Amazon Redshift
Database Developer Guide (API Version 2012-12-01)

Factors Affecting Query Performance

A number of factors can affect query performance. The following aspects of your data, cluster, and database operations all play a part in how quickly your queries process.

  • Number of nodes, processors, or slices – A compute node is partitioned into slices. More nodes means more processors and more slices, which enables your queries to process faster by running portions of the query concurrently across the slices. However, more nodes also means greater expense, so you will need to find the balance of cost and performance that is appropriate for your system. For more information on Amazon Redshift cluster architecture, see Data Warehouse System Architecture.

  • Node types – An Amazon Redshift cluster can use either dense storage or dense compute nodes. The dense storage node types are recommended for substantial data storage needs, while dense compute node types are optimized for performance-intensive workloads. Each node type offers different sizes and limits to help you scale your cluster appropriately. The node size determines the storage capacity, memory, CPU, and price of each node in the cluster. For more information on node types, see Amazon Redshift Pricing.

  • Data distribution – Amazon Redshift stores table data on the compute nodes according to a table's distribution style. When you execute a query, the query optimizer redistributes the data to the compute nodes as needed to perform any joins and aggregations. Choosing the right distribution style for a table helps minimize the impact of the redistribution step by locating the data where it needs to be before the joins are performed. For more information, see Choosing a Data Distribution Style.

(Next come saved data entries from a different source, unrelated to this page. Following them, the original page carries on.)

//! Scalar values and the dtype inference scan.
//!
//! `Scalar` is the row-at-a-time view of a column value. Columns themselves
//! are stored as typed buffers (see `series.rs`); scalars are used at the
//! edges: construction, `Series::get`, and aggregate results.

use std::cmp::Ordering;
use std::fmt;

use serde::{Deserialize, Serialize};

use crate::error::{Error, Result};
use crate::schema::DataType;

#[derive(Debug, Clone, PartialEq, Serialize, Deserialize)]
pub enum Scalar {
    Null,
    Bool(bool),
    I64(i64),
    U32(u32),
    F64(f64),
    Str(String),
}

impl Scalar {
    pub fn is_null(&self) -> bool {
        matches!(self, Scalar::Null)
    }

    /// The dtype this value would occupy on its own; `None` for null.
    pub fn data_type(&self) -> Option<DataType> {
        match self {
            Scalar::Null => None,
            Scalar::Bool(_) => Some(DataType::Boolean),
            Scalar::I64(_) => Some(DataType::Int64),
            Scalar::U32(_) => Some(DataType::UInt32),
            Scalar::F64(_) => Some(DataType::Float64),
            Scalar::Str(_) => Some(DataType::Utf8),
        }
    }

    /// Numeric view used for mixed int/float comparisons.
    pub fn as_f64(&self) -> Option<f64> {
        match self {
            Scalar::I64(v) => Some(*v as f64),
            Scalar::U32(v) => Some(*v as f64),
            Scalar::F64(v) => Some(*v),
            _ => None,
        }
    }

    /// Compare two non-null scalars. Returns `None` when the pair is not
    /// comparable (e.g. a string against a number). Int and float compare
    /// numerically; floats use a total order so NaN sorts last.
    pub fn try_cmp(&self, other: &Scalar) -> Option<Ordering> {
        use Scalar::*;
        match (self, other) {
            (Bool(x), Bool(y)) => Some(x.cmp(y)),
            (I64(x), I64(y)) => Some(x.cmp(y)),
            (U32(x), U32(y)) => Some(x.cmp(y)),
            (Str(x), Str(y)) => Some(x.cmp(y)),
            (I64(x), U32(y)) => Some(x.cmp(&i64::from(*y))),
            (U32(x), I64(y)) => Some(i64::from(*x).cmp(y)),
            (Null, _) | (_, Null) => None,
            (a, b) => match (a.as_f64(), b.as_f64()) {
                (Some(x), Some(y)) => Some(x.total_cmp(&y)),
                _ => None,
            },
        }
    }

    /// Coerce this value into `dtype`, following the widening rule used by
    /// inference (int → float → string). Null stays null.
    pub fn cast(&self, dtype: DataType) -> Result<Scalar> {
        let out = match (self, dtype) {
            (Scalar::Null, _) => Scalar::Null,
            (Scalar::Bool(b), DataType::Boolean) => Scalar::Bool(*b),
            (Scalar::I64(v), DataType::Int64) => Scalar::I64(*v),
            (Scalar::U32(v), DataType::Int64) => Scalar::I64(i64::from(*v)),
            (Scalar::U32(v), DataType::UInt32) => Scalar::U32(*v),
            (Scalar::I64(v), DataType::UInt32) => match u32::try_from(*v) {
                Ok(v) => Scalar::U32(v),
                Err(_) => {
                    return Err(Error::TypeMismatch(format!(
                        "value {} does not fit in {}",
                        v,
                        DataType::UInt32
                    )))
                }
            },
            (Scalar::I64(_) | Scalar::U32(_) | Scalar::F64(_), DataType::Float64) => {
                // as_f64 is Some for every numeric variant matched above.
                Scalar::F64(self.as_f64().unwrap_or(f64::NAN))
            }
            (value, DataType::Utf8) => Scalar::Str(value.to_string()),
            (value, dtype) => {
                return Err(Error::TypeMismatch(format!(
                    "cannot store {:?} in a {} column",
                    value, dtype
                )))
            }
        };
        Ok(out)
    }
}

impl fmt::Display for Scalar {
    fn fmt(&self, f: &mut fmt::Formatter<'_>) -> fmt::Result {
        match self {
            Scalar::Null => f.write_str("null"),
            Scalar::Bool(b) => write!(f, "{}", b),
            Scalar::I64(v) => write!(f, "{}", v),
            Scalar::U32(v) => write!(f, "{}", v),
            Scalar::F64(v) => write!(f, "{}", v),
            Scalar::Str(s) => f.write_str(s),
        }
    }
}

impl From<bool> for Scalar {
    fn from(v: bool) -> Self {
        Scalar::Bool(v)
    }
}

impl From<i64> for Scalar {
    fn from(v: i64) -> Self {
        Scalar::I64(v)
    }
}

impl From<i32> for Scalar {
    fn from(v: i32) -> Self {
        Scalar::I64(i64::from(v))
    }
}

impl From<u32> for Scalar {
    fn from(v: u32) -> Self {
        Scalar::U32(v)
    }
}

impl From<f64> for Scalar {
    fn from(v: f64) -> Self {
        Scalar::F64(v)
    }
}

impl From<&str> for Scalar {
    fn from(v: &str) -> Self {
        Scalar::Str(v.to_string())
    }
}

impl From<String> for Scalar {
    fn from(v: String) -> Self {
        Scalar::Str(v)
    }
}

impl<T: Into<Scalar>> From<Option<T>> for Scalar {
    fn from(v: Option<T>) -> Self {
        match v {
            Some(v) => v.into(),
            None => Scalar::Null,
        }
    }
}

/// Single upfront scan deciding the dtype of a value sequence.
///
/// All-boolean input is `Boolean`. Otherwise the widest kind seen wins in the
/// order int → float → string; booleans mixed with anything else widen to
/// string. Returns `None` when no non-null value is present.
pub fn infer_dtype(values: &[Scalar]) -> Option<DataType> {
    let (mut bools, mut ints, mut floats, mut strs) = (false, false, false, false);
    for v in values {
        match v {
            Scalar::Null => {}
            Scalar::Bool(_) => bools = true,
            Scalar::I64(_) | Scalar::U32(_) => ints = true,
            Scalar::F64(_) => floats = true,
            Scalar::Str(_) => strs = true,
        }
    }

    if strs || (bools && (ints || floats)) {
        Some(DataType::Utf8)
    } else if bools {
        Some(DataType::Boolean)
    } else if floats {
        Some(DataType::Float64)
    } else if ints {
        Some(DataType::Int64)
    } else {
        None
    }
}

  • Data sort order – Amazon Redshift stores table data on disk in sorted order according to a table’s sort keys. The query optimizer and the query processor use the information about where the data is located to reduce the number of blocks that need to be scanned and thereby improve query speed. For more information, see Choosing Sort Keys.

  • Dataset size – A higher volume of data in the cluster can slow query performance for queries, because more rows need to be scanned and redistributed. You can mitigate this effect by regular vacuuming and archiving of data, and by using a predicate to restrict the query dataset.

  • Concurrent operations – Running multiple operations at once can affect query performance. Each operation takes one or more slots in an available query queue and uses the memory associated with those slots. If other operations are running, enough query queue slots might not be available. In this case, the query will have to wait for slots to open before it can begin processing. For more information about creating and configuring query queues, see Implementing Workload Management.

  • Query structure – How your query is written will affect its performance. As much as possible, write queries to process and return as little data as will meet your needs. For more information, see Best Practices for Designing Queries.

  • Code compilation – Amazon Redshift generates and compiles code for each query execution plan. The compiled code segments are stored in a least recently used (LRU) cache and shared across sessions in a cluster. Thus, subsequent executions of the same query, even in different sessions and often even with different query parameters, will run faster because they can skip the initial generation and compilation steps. The LRU cache persists through cluster reboots, but is wiped by maintenance upgrades.

    The compiled code executes faster because it eliminates the overhead of using an interpreter. You always have some overhead cost the first time code is generated and compiled. As a result, the performance of a query the first time you run it can be misleading. The overhead cost might be especially noticeable when you run one-off (ad hoc) queries. You should always run a query a second time to determine its typical performance.

    Similarly, be careful about comparing the performance of the same query sent from different clients. The execution engine generates different code for the JDBC connection protocols and ODBC and psql (libpq) connection protocols. If two clients use different protocols, each client will incur the first-time cost of generating compiled code, even for the same query. Other clients that use the same protocol, however, will benefit from sharing the cached code. A client that uses ODBC and a client running psql with libpq can share the same compiled code.